Ive been weening Herc into eating grass and weeds instead of all romaine lettuce and I was wondering if it is possible to freeze grass and weeds for him to eat throughout the winter so he doesn't relapse back into a bad diet. If this is dumb feel free to tell me. Also I should point out that he will absolutely not eat dried timothy grass or anything mixed with it.


----------



## Cymmie (Aug 1, 2013)

I'm not sure if it would keep it's nutrition... or if it would even work  but I could be wrong XD I would like to know the answer to this too ^^ so I'm going to stalk this thread.

But couldn't you also grow plants inside your house? For him? How much does he eat?


----------



## wellington (Aug 1, 2013)

I doubt it would work. My of could possibly dry them. However, like already mentioned, grow them inside. I planted seeds in coconut coir and they grew. Also, he won't go back to the bad habit if you don't feed it to him. He should have a varied diet of many things. For example, cactus, mulberry, hibiscus, hays, grasses, dandelion, Mazuri, also store greens like, kale, endive radicchio, mustard and collard greens.


----------



## laney (Aug 1, 2013)

I tried freezing a dandelion, I ran it under the tap then stuck it in the freezer. It froze beautifully but as soon as it defrosted it turned brown


----------



## Jd3 (Aug 1, 2013)

I freeze a lot of greens and use them. Winters here suck and growing indoors is only so efficient. We grow some veggies in dwc serious under lights but that isn't enough to sustain. 


The right stuff frozen is still better nutritionally than bad food fresh... 

The trick the getting them to eat it seems to be starting it young.


----------



## pepsiandjac (Aug 1, 2013)

I put all the weeds in a food processor and blend them,then put them in ice cube trays and freeze them, my little torts love it,but the big 1 isn't too keen.
You can even sneak in things they won't eat but is good for them.


----------



## laney (Aug 1, 2013)

pepsiandjac said:


> I put all the weeds in a food processor and blend them,then put them in ice cube trays and freeze them, my little torts love it,but the big 1 isn't too keen.
> You can even sneak in things they won't eat but is good for them.

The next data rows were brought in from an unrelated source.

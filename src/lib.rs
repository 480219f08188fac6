//! Prompt assembly and response translation for a multi-backend chat gateway.
//!
//! A single generic chat-completion protocol (uniform roles, attachments,
//! tool/function calls) drives several incompatible backends. Some backends
//! accept a structured message array natively; others are raw text-completion
//! APIs that need a hand-built instruction template. This crate owns the
//! non-trivial middle:
//!
//! - a canonical, strongly-typed message model with bidirectional wire parsing
//! - a token-budget-aware prompt truncation algorithm
//! - chat-template emulation for completion-only backends
//! - tool/function calling-convention reconciliation and finish-reason mapping
//!
//! Network transport to the backend, authentication and server bootstrap live
//! outside this crate; the only I/O here is attachment resolution through the
//! [`storage::FileStorage`] collaborator.

pub mod attachments;
pub mod emulation;
pub mod errors;
pub mod models;
pub mod providers;
pub mod storage;
pub mod tools;
pub mod truncate;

This sounds interesting. Do you just fully defrost them and its like a mushy mix for them? Might give it a go


----------



## Jpezz (Aug 1, 2013)

He is getting a varied diet now, but some of it is hard to come by in the winter and some of it he just wont touch.I am stating to grow a few things inside but I don't have the greenest thumb so I don't even know if that will work. I'm thinking of putting up green house over part of the yard just for weeds and grass and see how that works.


----------



## Jd3 (Aug 1, 2013)

laney said:


> pepsiandjac said:
> 
> 
> > I put all the weeds in a food processor and blend them,then put them in ice cube trays and freeze them, my little torts love it,but the big 1 isn't too keen.
> ...



I just put it on the tray and out it in the cage. After the cubes freeze you can plop them in zip lock bags so they are easier to store.


----------